[Date Prev][Date Next][Thread Prev][Thread Next][Date Index][Thread Index]

[xen master] x86: avoid calling {svm,vmx}_do_resume()



commit e6ebd394385db52855d1517cea829ffff68b34b8
Author:     Jan Beulich <jbeulich@xxxxxxxx>
AuthorDate: Tue Dec 15 13:41:23 2020 +0100
Commit:     Jan Beulich <jbeulich@xxxxxxxx>
CommitDate: Tue Dec 15 13:41:23 2020 +0100

    x86: avoid calling {svm,vmx}_do_resume()
    
    These functions follow the following path: hvm_do_resume() ->
    handle_hvm_io_completion() -> hvm_wait_for_io() ->
    wait_on_xen_event_channel() -> do_softirq() -> schedule() ->
    sched_context_switch() -> continue_running() and hence may
    recursively invoke themselves.
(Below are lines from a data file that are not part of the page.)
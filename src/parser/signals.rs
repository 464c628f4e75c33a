//! Signal details extractor.
//!
//! Listener arguments come from the callback prototype
//! (`void user_function (GtkButton *button, gpointer user_data)`), notes
//! from the parameter table beneath it.

use super::{base_type, code_block, deprecation, docs_with_notice, heading, notes_table, prose, raw_text, split_c_param};
use crate::model::{Document, Param, Signal};
use crate::text;
use crate::types;
use crate::GenerateOptions;
use log::{debug, warn};
use regex::Regex;
use scraper::ElementRef;
use std::sync::LazyLock;

static RE_QUOTED_NAME: LazyLock<Regex> =
    LazyLock::new(|| Regex::new(r#"["\x{201c}]([^"\x{201d}]+)["\x{201d}]"#).unwrap());

static RE_CALLBACK: LazyLock<Regex> =
    LazyLock::new(|| Regex::new(r"user_function\s*\(([^)]*)\)").unwrap());

const USER_DATA: &str = "user_data";

pub fn extract(doc: &mut Document, section: ElementRef<'_>, opts: &GenerateOptions) {
    for block in super::locator::sub_blocks(section) {
        let Some(tag) = heading(block)
            .and_then(|h| RE_QUOTED_NAME.captures(&h).map(|c| c[1].to_string()))
        else {
            debug!("signal block without a quoted name, skipping");
            continue;
        };

        let notice = deprecation(block);
        if notice.is_some() && !opts.include_deprecated {
            warn!("dropping deprecated signal {:?}", tag);
            continue;
        }

        let notes = notes_table(block);
        let prototype = code_block(block).map(raw_text).unwrap_or_default();
        let params = listener_params(doc, &prototype)
            .into_iter()
            .map(|(raw_name, mut param)| {
                param.note = notes.get(&raw_name).cloned();
                param
            })
            .collect();

        let signal = Signal {
            name: text::to_camel(&tag),
            tag,
            docs: docs_with_notice(prose(block), notice, opts.width),
            params,
        };
        debug!("signal {} with {} listener args", signal.tag, signal.params.len());
        doc.signals.push(signal);
    }
}

/// Parameters of the callback prototype paired with their raw C names,
/// minus the self argument and `user_data`.
fn listener_params(doc: &Document, prototype: &str) -> Vec<(String, Param)> {
    let Some(caps) = RE_CALLBACK.captures(prototype) else {
        return Vec::new();
    };
    caps[1]
        .split(',')
        .filter_map(split_c_param)
        .filter(|(ty, name)| {
            !name.is_empty() && name != USER_DATA && base_type(ty) != doc.prefixed
        })
        .map(|(ty, name)| {
            let param = Param::new(&name, types::translate(&doc.package, &ty));
            (name, param)
        })
        .collect()
}
//! Section locator: maps each documentation section kind to its sub-tree.
//!
//! gtk-doc marks every top-level section with a named anchor
//! (`<a name="GtkButton.property-details">`) inside a `div.refsect1`.
//! Extractors receive the located sub-tree and never descend the page
//! themselves.

use scraper::{ElementRef, Html, Selector};
use std::collections::HashMap;
use std::fmt;
use std::sync::LazyLock;

static SEL_REFSECT1: LazyLock<Selector> =
    LazyLock::new(|| Selector::parse("div.refsect1").unwrap());

static SEL_NAMED_ANCHOR: LazyLock<Selector> =
    LazyLock::new(|| Selector::parse("a[name]").unwrap());

static SEL_REFSECT2: LazyLock<Selector> =
    LazyLock::new(|| Selector::parse("div.refsect2").unwrap());

#[derive(Debug, Clone, Copy, PartialEq, Eq, Hash)]
pub enum SectionKind {
    Hierarchy,
    Interfaces,
    Description,
    PropertyDetails,
    SignalDetails,
    FunctionDetails,
}

impl SectionKind {
    /// Extraction order. Properties and signals must precede functions.
    pub const ALL: [SectionKind; 6] = [
        SectionKind::Hierarchy,
        SectionKind::Interfaces,
        SectionKind::Description,
        SectionKind::PropertyDetails,
        SectionKind::SignalDetails,
        SectionKind::FunctionDetails,
    ];

    /// Kind for an anchor suffix (the part after the last `.`).
    pub fn from_anchor(suffix: &str) -> Option<Self> {
        match suffix {
            "object-hierarchy" => Some(SectionKind::Hierarchy),
            "implemented-interfaces" => Some(SectionKind::Interfaces),
            "description" => Some(SectionKind::Description),
            "property-details" => Some(SectionKind::PropertyDetails),
            "signal-details" => Some(SectionKind::SignalDetails),
            "details" => Some(SectionKind::FunctionDetails),
            _ => None,
        }
    }
}

impl fmt::Display for SectionKind {
    fn fmt(&self, f: &mut fmt::Formatter<'_>) -> fmt::Result {
        let name = match self {
            SectionKind::Hierarchy => "object hierarchy",
            SectionKind::Interfaces => "implemented interfaces",
            SectionKind::Description => "description",
            SectionKind::PropertyDetails => "property details",
            SectionKind::SignalDetails => "signal details",
            SectionKind::FunctionDetails => "function details",
        };
        f.write_str(name)
    }
}

/// Located sections of one page. The first section of each kind wins.
pub struct Sections<'a> {
    found: HashMap<SectionKind, ElementRef<'a>>,
}

impl<'a> Sections<'a> {
    pub fn get(&self, kind: SectionKind) -> Option<ElementRef<'a>> {
        self.found.get(&kind).copied()
    }

    pub fn len(&self) -> usize {
        self.found.len()
    }

    pub fn is_empty(&self) -> bool {
        self.found.is_empty()
    }
}

/// Index every labelled top-level section of the page.
pub fn locate(page: &Html) -> Sections<'_> {
    let mut found = HashMap::new();
    for section in page.select(&SEL_REFSECT1) {
        let Some(anchor) = section.select(&SEL_NAMED_ANCHOR).next() else {
            continue;
        };
        let name = anchor.value().attr("name").unwrap_or_default();
        let suffix = name.rsplit('.').next().unwrap_or(name);
        match SectionKind::from_anchor(suffix) {
            Some(kind) => {
                found.entry(kind).or_insert(section);
            }
            None => log::debug!("ignoring section anchor {}", name),
        }
    }
    Sections { found }
}

/// The `div.refsect2` blocks of a section, in document order.
pub fn sub_blocks<'a>(section: ElementRef<'a>) -> Vec<ElementRef<'a>> {
    section.select(&SEL_REFSECT2).collect()
}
If this ends up happening a couple of
    times, a stack overflow would result.
    
    Prevent this by also resetting the stack at the
    ->arch.ctxt_switch->tail() invocations (in both places for consistency)
    and thus jumping to the functions instead of calling them.
    
    This is XSA-348 / CVE-2020-29566.
    
    Reported-by: Julien Grall <jgrall@xxxxxxxxxx>
    Signed-off-by: Jan Beulich <jbeulich@xxxxxxxx>
    Reviewed-by: Juergen Gross <jgross@xxxxxxxx>
---
 xen/arch/x86/domain.c             | 21 ++++-----------------
 xen/arch/x86/hvm/svm/svm.c        |  3 ++-
 xen/arch/x86/hvm/vmx/vmcs.c       |  3 ++-
 xen/arch/x86/pv/domain.c          |  2 +-
 xen/include/asm-x86/current.h     | 13 ++++++++++---
 xen/include/asm-x86/domain.h      |  2 +-
 xen/include/asm-x86/hvm/vmx/vmx.h |  2 +-
 7 files changed, 21 insertions(+), 25 deletions(-)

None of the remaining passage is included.